|
Center for Advanced Computing Research Computer Science and Mathematics Division A
vast amount of scientific and technical computing may be characterized
as “capacity” computing, also referred to as “throughput” computing.
Conventionally, “capability” computing is reserved for more
tightly couple supercomputing. Yet, this second domain is blurry with
few vendors willing to admit that their system offerings are largely
ensembles of commodity parts interconnected by medium bandwidth system
area networks. Custom capability architectures if optimized for the task
of near-fine grain parallel processing incorporate mechanisms to lower
overheads, additional mechanisms to compensate for latency, embody the
semantics of parallel execution, and employ a high bandwidth low latency
communication fabric to minimize wasted cycles. Most systems today do
not provide these functions but nonetheless are referred to as capability
machines, even as they deliver single digit floating point efficiencies
on important mainstream computational problems.

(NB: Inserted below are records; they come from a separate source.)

//! Error handling for the readmission preprocessing pipeline.

pub mod util;

use std::io;
use std::path::PathBuf;

use arrow::error::ArrowError;
use parquet::errors::ParquetError;

/// Specialized error type for the preprocessing pipeline
#[derive(Debug, thiserror::Error)]
pub enum PrepError {
    /// Error opening or reading a file without path context
    #[error("IO error: {0}")]
    Io(#[from] io::Error),

    /// Error opening, reading or writing a specific path
    #[error("IO error at {}: {source}", path.display())]
    IoAt {
        /// Path involved in the failing operation
        path: PathBuf,
        /// Underlying error
        #[source]
        source: io::Error,
    },

    /// Error decoding or encoding Arrow data (CSV reader/writer included)
    #[error("Arrow error: {0}")]
    Arrow(#[from] ArrowError),

    /// Error reading Parquet data
    #[error("Parquet error: {0}")]
    Parquet(#[from] ParquetError),

    /// Error reading or writing a JSON document
    #[error("JSON error in {}: {source}", path.display())]
    Json {
        /// Path of the JSON document
        path: PathBuf,
        /// Underlying error
        #[source]
        source: serde_json::Error,
    },

    /// A required input file does not exist
    #[error("Missing input file for {purpose}: {}", path.display())]
    MissingInput {
        /// What the file was needed for
        purpose: String,
        /// Expected location
        path: PathBuf,
    },

    /// A required column is absent from an input table
    #[error("Column {column} not found in table {table}")]
    MissingColumn {
        /// Table name
        table: String,
        /// Column name
        column: String,
    },

    /// The file extension does not name a supported table format
    #[error("Unsupported table format: {}", .0.display())]
    UnsupportedFormat(PathBuf),

    /// Output would overwrite existing files or collide with a non-directory
    #[error("Output conflict: {0}")]
    OutputConflict(String),

    /// Not enough admissions to draw a requested sample
    #[error("Not enough {what}: needed {needed}, found {available}")]
    InsufficientSamples {
        /// Pool being sampled
        what: &'static str,
        /// Requested sample size
        needed: usize,
        /// Pool size
        available: usize,
    },

    /// Invalid configuration value
    #[error("Invalid argument: {0}")]
    InvalidArgument(String),

    /// A text-cleaning pattern failed to compile
    #[error("Regex error: {0}")]
    Regex(#[from] regex::Error),

    /// A background loading task failed
    #[error("Task error: {0}")]
    Task(String),
}

impl PrepError {
    /// Wrap an IO error with the path it occurred on
    pub fn io_at(path: impl Into<PathBuf>, source: io::Error) -> Self {
        Self::IoAt {
            path: path.into(),
            source,
        }
    }

    /// Wrap a JSON error with the document path
    pub fn json(path: impl Into<PathBuf>, source: serde_json::Error) -> Self {
        Self::Json {
            path: path.into(),
            source,
        }
    }

    /// Create a missing column error
    pub fn missing_column(table: &str, column: &str) -> Self {
        Self::MissingColumn {
            table: table.to_string(),
            column: column.to_string(),
        }
    }
}

/// Result type for pipeline operations
pub type Result<T> = std::result::Result<T, PrepError>;
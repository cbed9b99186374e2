//! Coded clinical history models
//!
//! Diagnosis and procedure codes attached to an admission, in their full ICD
//! form and in the two coarser code spaces derived from it.

use crate::models::admission::AdmissionId;

/// Source table of a clinical code
#[derive(Debug, Clone, Copy, PartialEq, Eq, Hash)]
pub enum CodeKind {
    /// Diagnosis codes (`DIAGNOSES_ICD`)
    Diagnosis,
    /// Procedure codes (`PROCEDURES_ICD`)
    Procedure,
}

impl CodeKind {
    /// Prefix that marks the code's source in every code space
    #[must_use]
    pub const fn prefix(self) -> &'static str {
        match self {
            Self::Diagnosis => "D_",
            Self::Procedure => "P_",
        }
    }

    /// Name of the source table
    #[must_use]
    pub const fn table_name(self) -> &'static str {
        match self {
            Self::Diagnosis => "DIAGNOSES_ICD",
            Self::Procedure => "PROCEDURES_ICD",
        }
    }

    /// Prefix a raw ICD code with the source marker
    #[must_use]
    pub fn qualify(self, raw_code: &str) -> String {
        format!("{}{}", self.prefix(), raw_code.trim())
    }
}

/// The six code spaces an admission's codes are expressed in
#[derive(Debug, Clone, Copy, PartialEq, Eq, Hash)]
pub enum CodeSpace {
    /// Full diagnosis ICD codes
    DiagnosisIcd,
    /// Top-level diagnosis hierarchy bucket
    DiagnosisHierarchy,
    /// Diagnosis CCS group codes
    DiagnosisGroup,
    /// Full procedure ICD codes
    ProcedureIcd,
    /// Top-level procedure hierarchy bucket
    ProcedureHierarchy,
    /// Procedure CCS group codes
    ProcedureGroup,
}

impl CodeSpace {
    /// Output column holding this code space
    #[must_use]
    pub const fn column_name(self) -> &'static str {
        match self {
            Self::DiagnosisIcd => "DIAG_ICD9",
            Self::DiagnosisHierarchy => "SMALL_DIAG_ICD9",
            Self::DiagnosisGroup => "DIAG_CCS",
            Self::ProcedureIcd => "PROC_ICD9",
            Self::ProcedureHierarchy => "SMALL_PROC_ICD9",
            Self::ProcedureGroup => "PROC_CCS",
        }
    }
}

/// A raw row of a diagnosis or procedure table
#[derive(Debug, Clone, PartialEq, Eq)]
pub struct CodeRecord {
    /// Admission the code was assigned in
    pub hadm_id: Option<AdmissionId>,
    /// Priority of the code within the admission
    pub seq_num: Option<i64>,
    /// Unprefixed ICD code
    pub icd9_code: Option<String>,
}

/// Codes of one kind for a single admission, in all three code spaces
#[derive(Debug, Clone, Default, PartialEq, Eq)]
pub struct CodedList {
    /// Prefixed ICD codes ordered by sequence number
    pub icd: Vec<String>,
    /// Hierarchy-reduced codes, deduplicated in first-seen order
    pub hierarchy: Vec<String>,
    /// Group codes, deduplicated in first-seen order
    pub group: Vec<String>,
}

impl CodedList {
    /// Start a list from the ordered ICD codes
    #[must_use]
    pub fn from_icd(icd: Vec<String>) -> Self {
        Self {
            icd,
            hierarchy: Vec::new(),
            group: Vec::new(),
        }
    }

    /// Codes held for one of this list's code spaces
    #[must_use]
    pub fn space(&self, space: CodeSpace) -> &[String] {
        match space {
            CodeSpace::DiagnosisIcd | CodeSpace::ProcedureIcd => &self.icd,
            CodeSpace::DiagnosisHierarchy | CodeSpace::ProcedureHierarchy => &self.hierarchy,
            CodeSpace::DiagnosisGroup | CodeSpace::ProcedureGroup => &self.group,
        }
    }
}

/// Append `code` unless it is already present, keeping first-seen order
pub fn push_unique(list: &mut Vec<String>, code: &str) -> bool {
    if list.iter().any(|existing| existing == code) {
        return false;
    }
    list.push(code.to_string());
    true
}
//! Note selection, cleaning and chunking

pub mod chunker;
pub mod text;
pub mod window;

pub use chunker::NoteChunker;
pub use text::NoteCleaner;
pub use window::{AdmissionDocument, NoteWindow};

Capacity machines do
not need any of these global attributes when optimized for throughput
workloads. Yet many systems like commodity clusters or MPPs of COTS microprocessors
and DRAMs are applied to single problems, usually by means of message
passing libraries. And, this strategy has proven very successful. It
is clear, then, that the distinction of capability versus capacity computing
is inadequate to describe what we really do. Something between the two
that recognizes the reality rather than the hype of conventional practices
is required. This talk will present such an alternative: “Coordinated
Computing” that provides a third domain, positioned between these
two that describes the use of communicating sequential processes on ensembles
of commodity components, thereby reserving the former terms, “capacity” and “capability”,
for the operational ranges to which they are optimally suited. |